(Bloomberg) -- The Trump administration’s economic team held their first day of key talks in Beijing on Thursday, without giving any sense of progress on a deal to stop an escalation of trade barriers.
Treasury Secretary Steven Mnuchin, who is leading the delegation, Commerce Secretary Wilbur Ross, U.S. Trade Representative Robert Lighthizer and White House economic adviser Larry Kudlow declined to comment to reporters on arrival at their hotel after meetings and a dinner with their Chinese counterparts. Talks are expected to resume on Friday.

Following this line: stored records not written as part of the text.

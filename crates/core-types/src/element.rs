//! `ElementRecord`: the persisted, per-(domain, page, intent) knowledge unit.

use crate::selector::{Selector, SelectorKind};
use chrono::{DateTime, Utc};
use serde::{Deserialize, Serialize};
use std::collections::HashMap;

/// Per-selector learned statistics, nested inside an [`ElementRecord`].
#[derive(Debug, Clone, Serialize, Deserialize)]
pub struct SelectorEntry {
    pub selector: Selector,
    pub successes: u32,
    pub failures: u32,
    pub confidence: f64,
    pub last_used_at: Option<DateTime<Utc>>,
    /// Which resolution tier first discovered this selector.
    pub source_tier: String,
    pub ai_discovered: bool,
}

impl SelectorEntry {
    pub fn new(selector: Selector, source_tier: impl Into<String>, ai_discovered: bool) -> Self {
        let confidence = selector.stability_prior();
        Self {
            selector,
            successes: 0,
            failures: 0,
            confidence,
            last_used_at: None,
            source_tier: source_tier.into(),
            ai_discovered,
        }
    }

    pub fn total_observations(&self) -> u32 {
        self.successes + self.failures
    }
}

/// Element attribute snapshot captured at time of first success, kept for
/// future semantic re-matching after a selector goes stale.
pub type AttributeSnapshot = HashMap<String, String>;

/// Persisted per-(domain, page, intent) knowledge: the ranked selector list
/// plus the attribute snapshot used for DNA re-matching.
#[derive(Debug, Clone, Serialize, Deserialize)]
pub struct ElementRecord {
    pub domain: String,
    pub page: String,
    pub element_key: String,
    pub selectors: Vec<SelectorEntry>,
    pub attributes: AttributeSnapshot,
    pub created_at: DateTime<Utc>,
    pub updated_at: DateTime<Utc>,
}

impl ElementRecord {
    pub fn new(domain: impl Into<String>, page: impl Into<String>, element_key: impl Into<String>) -> Self {
        let now = Utc::now();
        Self {
            domain: domain.into(),
            page: page.into(),
            element_key: element_key.into(),
            selectors: Vec::new(),
            attributes: HashMap::new(),
            created_at: now,
            updated_at: now,
        }
    }

    /// Sort selectors by confidence descending, stable (lexicographic) tie-break.
    pub fn resort(&mut self) {
        self.selectors.sort_by(|a, b| {
            b.confidence
                .partial_cmp(&a.confidence)
                .unwrap_or(std::cmp::Ordering::Equal)
                .then_with(|| a.selector.value.cmp(&b.selector.value))
        });
    }

    pub fn best(&self) -> Option<&SelectorEntry> {
        self.selectors.first()
    }

    pub fn find_mut(&mut self, value: &str, kind: SelectorKind) -> Option<&mut SelectorEntry> {
        self.selectors
            .iter_mut()
            .find(|e| e.selector.value == value && e.selector.kind == kind)
    }

    pub fn is_empty(&self) -> bool {
        self.selectors.is_empty()
    }
}

#[cfg(test)]
mod tests {
    use super::*;
    use crate::selector::SelectorKind;

    #[test]
    fn resort_orders_by_confidence_desc() {
        let mut record = ElementRecord::new("example.com", "/login", "login_button");
        let mut low = SelectorEntry::new(Selector::css(".btn"), "heuristic", false);
        low.confidence = 0.3;
        let mut high = SelectorEntry::new(Selector::testid("login"), "kb", false);
        high.confidence = 0.9;
        record.selectors.push(low);
        record.selectors.push(high);
        record.resort();
        assert_eq!(record.selectors[0].selector.kind, SelectorKind::Testid);
    }
}
use std::path::PathBuf;

use anyhow::Context;
use tracing_subscriber::{layer::SubscriberExt, util::SubscriberInitExt};

use crate::config::RunnerConfig;

pub fn init_logging(level: &str, debug: bool) -> anyhow::Result<()> {
    let level = if debug { tracing::Level::DEBUG } else { level.parse().context("invalid log level")? };

    tracing_subscriber::registry()
        .with(tracing_subscriber::EnvFilter::try_from_default_env().unwrap_or_else(|_| tracing_subscriber::EnvFilter::new(level.to_string())))
        .with(tracing_subscriber::fmt::layer())
        .init();
    Ok(())
}

/// Resolves the config path: an explicit `--config` flag, else
/// `./config.yaml`, else `$XDG_CONFIG_HOME/wayfarer/config.yaml`.
pub fn resolve_config_path(explicit: Option<&PathBuf>) -> anyhow::Result<PathBuf> {
    if let Some(path) = explicit {
        return Ok(path.clone());
    }
    let local = PathBuf::from("config.yaml");
    if local.exists() {
        return Ok(local);
    }
    let mut path = dirs::config_dir().context("could not resolve a config directory")?;
    path.push("wayfarer");
    path.push("config.yaml");
    Ok(path)
}

pub struct LoadedConfig {
    pub config: RunnerConfig,
    pub path: PathBuf,
}

pub fn load_config(explicit: Option<&PathBuf>) -> anyhow::Result<LoadedConfig> {
    let path = resolve_config_path(explicit)?;
    let config = RunnerConfig::load(&path)?;
    if !path.exists() {
        tracing::warn!(path = %path.display(), "config file not found, using defaults");
    } else {
        tracing::info!(path = %path.display(), "loaded configuration");
    }
    Ok(LoadedConfig { config, path })
}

The U.S. has tempered expectations of a major breakthrough from the discussions, which are expected to focus on U.S. concerns over China’s state-driven economy, forced technology transfers and America’s widening trade deficit with the world’s No. 2 economy. Underscoring the friction, a U.S. report released Thursday showed the trade gap with China surged by 16 percent to more than $91 billion in the first quarter of this year.
China’s government won’t accept any U.S. preconditions for negotiations such as abandoning its long-term advanced manufacturing ambitions or narrowing the trade gap by $100 billion, a senior government official, who asked not to be named, said late Wednesday.
No details of any planned press conferences have been given by either side, and analysts aren’t optimistic about potential outcomes beyond possibly delaying the threatened imposition of tit-for-tat tariffs. China’s largest media outlets have been ordered to refrain from reporting any material beyond official press releases related to the talks, according to people familiar with the matter.
“Our expectations are low. The U.S. negotiating position is unclear -- indeed it’s not even clear if the U.S. representatives have a unified view on what they want to achieve,” according to Tom Orlik, chief economist at Bloomberg Economics. “The Chinese side has already made concessions and won’t rush to make more. The past few weeks have shown that markets can be roiled by tariff chatter, so that’s certainly a possibility in the next couple of days.”
The meetings are an opportunity for the sides to exchange their views after the official channel for U.S.-China high-level economic talks was suspended last year.
How Trump led the U.S. and China to trade war brink These six issues are key to trade peace Pentagon bans Chinese-made smartphones for military Trade tensions may be showing up in China’s data China has already stopped buying U.S. soybeans
President Donald Trump has threatened to impose tariffs on as much as $150 billion of Chinese goods to punish China over its IP practices if the talks fail to yield progress, a move that China said would spark retaliation in equal measure on American exports. The U.S. is also looking at ways to crack down on Chinese investment in the U.S. in an effort to balance the scales and protect sensitive technology.
Trump sounded a more positive note as his economic team entered the talks in Beijing. “Our great financial team is in China trying to negotiate a level playing field on trade!,” Trump tweeted as his team arrived in Beijing. “I look forward to being with President Xi in the not too distant future. We will always have a good (great) relationship!”
China’s official Xinhua News Agency said in a commentary Wednesday that the U.S. should show sincerity in trade talks instead of making unreasonable demands. China will take retaliatory steps of the same intensity if the U.S. puts tariffs on its goods after the talks, Xinhua said.
The discussions should involve equal-footed consultation and mutual respect, and work toward mutual benefits, a Chinese foreign ministry spokeswoman told reporters in a regular briefing on Thursday. Chinese Vice Premier Liu He, the top economic adviser to President Xi Jinping, is leading his nation’s delegation.
Another irritant in the relationship is a U.S. ban on sales of crucial American technology to telecommunications-gear maker ZTE Corp. and a probe it is said to be leading against Huawei Technologies Co., China’s largest mobile and telecommunications company.
Xi said Wednesday that China must firmly control major technologies and rely on domestic innovation, echoing comments from days earlier when he used a visit to a semiconductor company in Wuhan to say the industry must make major breakthroughs.